Business Irish

Friday 23 August 2019

Trinity get €138m donation to tackle global dementia problem

Trinity College in Dublin
Trinity College in Dublin

Michael Cogley

A MASSIVE €138.4m donation will put researchers at Trinity College Dublin in the front line in the global battle to develop treatments to tackle dementia.

Atlantic Philanthropies, the US grant-making foundation, is making the donation to both Trinity and the University of California (UCSF).

It will see the establishment of the Global Brain Health Institute (GBHI).

Taoiseach Enda Kenny said Atlantic Philanthropies, set up by New Jersey-born entreprenuer Chuck Feeney, is helping Ireland become a very age-friendly country.

The donation aims to tackle the growing problem of dementia. According to the latest figures from the World Health Organisation (WHO) 48 million people suffer from the disorder, and the estimated global cost of managing dementia was $604bn (€566bn) in 2010. And the numbers affected are expected to double every 20 years, as people live longer.

"This, however, forms only a part of Chuck Feeney's educational and research legacy in this country for which we are very grateful. The Government's vision is to make Ireland the 'best country in which to grow old' and we are delighted that Ireland is a part of this ambitious global initiative," the Taoiseach said.

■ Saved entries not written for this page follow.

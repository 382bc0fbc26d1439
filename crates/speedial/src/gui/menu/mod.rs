pub mod model;
pub mod view;

pub use model::{Entry, Launcher};
pub use view::draw;

pub const ICON_SIZE: i32 = 256;
/// Share of a satellite's diameter an icon may cover.
pub const ICON_FILL: f64 = 0.6;
pub const LABEL_FONT_SIZE: f64 = 11.0;
/// Arm length of the "+" glyph relative to the main radius.
pub const GLYPH_ARM: f64 = 0.4;
pub const GLYPH_WIDTH: f64 = 3.0;
use super::model::Launcher;
use super::{GLYPH_ARM, GLYPH_WIDTH, ICON_FILL, LABEL_FONT_SIZE};
use crate::gui::theme::ThemeColors;
use cairo::Context;
use gdk_pixbuf::Pixbuf;
use gdk4::prelude::*;
use palette::Srgba;
use speedial_core::element::{Backdrop, MainElement, Satellite};
use speedial_core::geometry::Point;
use std::f64::consts::PI;

fn set_source(cr: &Context, color: Srgba<f64>, opacity: f64) {
    let (r, g, b, a) = color.into_components();
    cr.set_source_rgba(r, g, b, a * opacity);
}

fn fill_circle(cr: &Context, center: Point, radius: f64) -> Result<(), cairo::Error> {
    cr.arc(center.x, center.y, radius, 0.0, 2.0 * PI);
    cr.fill()
}

struct SatelliteRenderer<'a> {
    satellite: &'a Satellite,
    pixbuf: Option<Pixbuf>,
}

impl<'a> SatelliteRenderer<'a> {
    fn new(satellite: &'a Satellite, launcher: &Launcher) -> Self {
        Self {
            satellite,
            pixbuf: satellite.icon.as_deref().and_then(|path| launcher.icon(path)),
        }
    }

    fn draw(&self, cr: &Context, colors: &ThemeColors) -> Result<(), cairo::Error> {
        if self.satellite.opacity <= 0.0 {
            return Ok(());
        }
        set_source(cr, self.satellite.color, self.satellite.opacity);
        fill_circle(cr, self.satellite.center, self.satellite.radius)?;
        self.draw_content(cr, colors)
    }

    fn draw_content(&self, cr: &Context, colors: &ThemeColors) -> Result<(), cairo::Error> {
        if let Some(pixbuf) = &self.pixbuf {
            self.draw_icon(cr, pixbuf)
        } else if let Some(label) = &self.satellite.label {
            self.draw_text(cr, label, colors)
        } else {
            Ok(())
        }
    }

    fn draw_icon(&self, cr: &Context, pixbuf: &Pixbuf) -> Result<(), cairo::Error> {
        let side = self.satellite.radius * 2.0 * ICON_FILL;
        let scale = side / pixbuf.width().max(pixbuf.height()).max(1) as f64;
        let (iw, ih) = (
            pixbuf.width() as f64 * scale,
            pixbuf.height() as f64 * scale,
        );

        cr.save()?;
        cr.translate(
            self.satellite.center.x - iw / 2.0,
            self.satellite.center.y - ih / 2.0,
        );
        cr.scale(scale, scale);
        cr.set_source_pixbuf(pixbuf, 0.0, 0.0);
        cr.paint_with_alpha(self.satellite.opacity)?;
        cr.restore()
    }

    fn draw_text(
        &self,
        cr: &Context,
        text: &str,
        colors: &ThemeColors,
    ) -> Result<(), cairo::Error> {
        set_source(cr, colors.label, self.satellite.opacity);
        cr.select_font_face("Sans", cairo::FontSlant::Normal, cairo::FontWeight::Bold);
        cr.set_font_size(LABEL_FONT_SIZE);
        if let Ok(ext) = cr.text_extents(text) {
            // labels wider than the circle hang below it
            let y = if ext.width() > self.satellite.radius * 2.0 {
                self.satellite.center.y + self.satellite.radius + ext.height() + 4.0
            } else {
                self.satellite.center.y + ext.height() / 2.0
            };
            cr.move_to(self.satellite.center.x - ext.width() / 2.0, y);
            cr.show_text(text)?;
        }
        Ok(())
    }
}

fn draw_backdrop(cr: &Context, backdrop: &Backdrop) -> Result<(), cairo::Error> {
    let Some(frame) = backdrop.frame.filter(|_| backdrop.visible) else {
        return Ok(());
    };
    set_source(cr, backdrop.color, backdrop.opacity);
    cr.rectangle(frame.x, frame.y, frame.width, frame.height);
    cr.fill()
}

fn draw_main(cr: &Context, main: &MainElement, colors: &ThemeColors) -> Result<(), cairo::Error> {
    set_source(cr, main.color, 1.0);
    fill_circle(cr, main.center, main.radius)?;

    let arm = main.radius * GLYPH_ARM;
    cr.save()?;
    cr.translate(main.center.x, main.center.y);
    cr.rotate(main.rotation);
    set_source(cr, colors.label, 1.0);
    cr.set_line_width(GLYPH_WIDTH);
    cr.set_line_cap(cairo::LineCap::Round);
    cr.move_to(-arm, 0.0);
    cr.line_to(arm, 0.0);
    cr.move_to(0.0, -arm);
    cr.line_to(0.0, arm);
    cr.stroke()?;
    cr.restore()
}

/// Paints back to front so the main element always sits on top.
pub fn draw(
    cr: &Context,
    button: &speedial_core::ActionButton,
    launcher: &Launcher,
    colors: &ThemeColors,
) -> Result<(), cairo::Error> {
    cr.set_operator(cairo::Operator::Source);
    cr.set_source_rgba(0.0, 0.0, 0.0, 0.0);
    cr.paint()?;
    cr.set_operator(cairo::Operator::Over);

    draw_backdrop(cr, button.backdrop())?;
    for satellite in button.satellites() {
        SatelliteRenderer::new(satellite, launcher).draw(cr, colors)?;
    }
    draw_main(cr, button.main(), colors)
}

Alzheimer's Disease Worldwide (ADW) estimated the global cost of dementia to have been $604bn (€566bn) in 2010 and expects this to grow exponentially.

Next year ADW expects it to accumulate costs of $818bn (€767bn) before breaking through the trillion dollar mark in 2018.

The GBHI initiative will see 600 global leaders trained over 15 yeas in the both the US and Ireland to help carry out dementia research, deliver health care and change existing policies.

The institute will have shared operations across Trinity and the UCSF and it will be jointly led by senior staff from both institutions.

Professor Ian Robertson of Trinity and Professor Bruce Miller of UCSF will both lead up the programme that will graduate 'Fellows' over a two year period. There will also be a second 'Scholars' programme that will last a year with the aim of providing shorter brain life experiences to people from various backgrounds.

Professor of Psychology at Trinity, Ian Robertson, said that the college is well placed to take on the growing issue of dementia.

"Dementia needs to be tackled across disciplines, from molecular biology to psychology and physiology to social science - to develop innovative, cutting edge solutions.

"Both Trinity and UCSF are well placed to do this, as we have leading academics and practitioners in all of these fields and close collaboration and service integration among people who work at all levels to meet this growing challenge."

Dr Patrick Prendergast, President and Provost of Trinity says: "The Atlantic Philanthropies and its founder Chuck Feeney have made the biggest private donation in Irish history.

"The sum donated is huge but so too is the problem we are trying to solve. There is hardly a family anywhere that has not experienced dementia in some shape or form," Dr Prendergast said.

According to a statement from Atlantic Philanthropies public health interventions addressing risk factors such as high blood pressure, cholesterol and lifestyle factors could prevent 3pc to 20pc of new dementia cases in 20 years.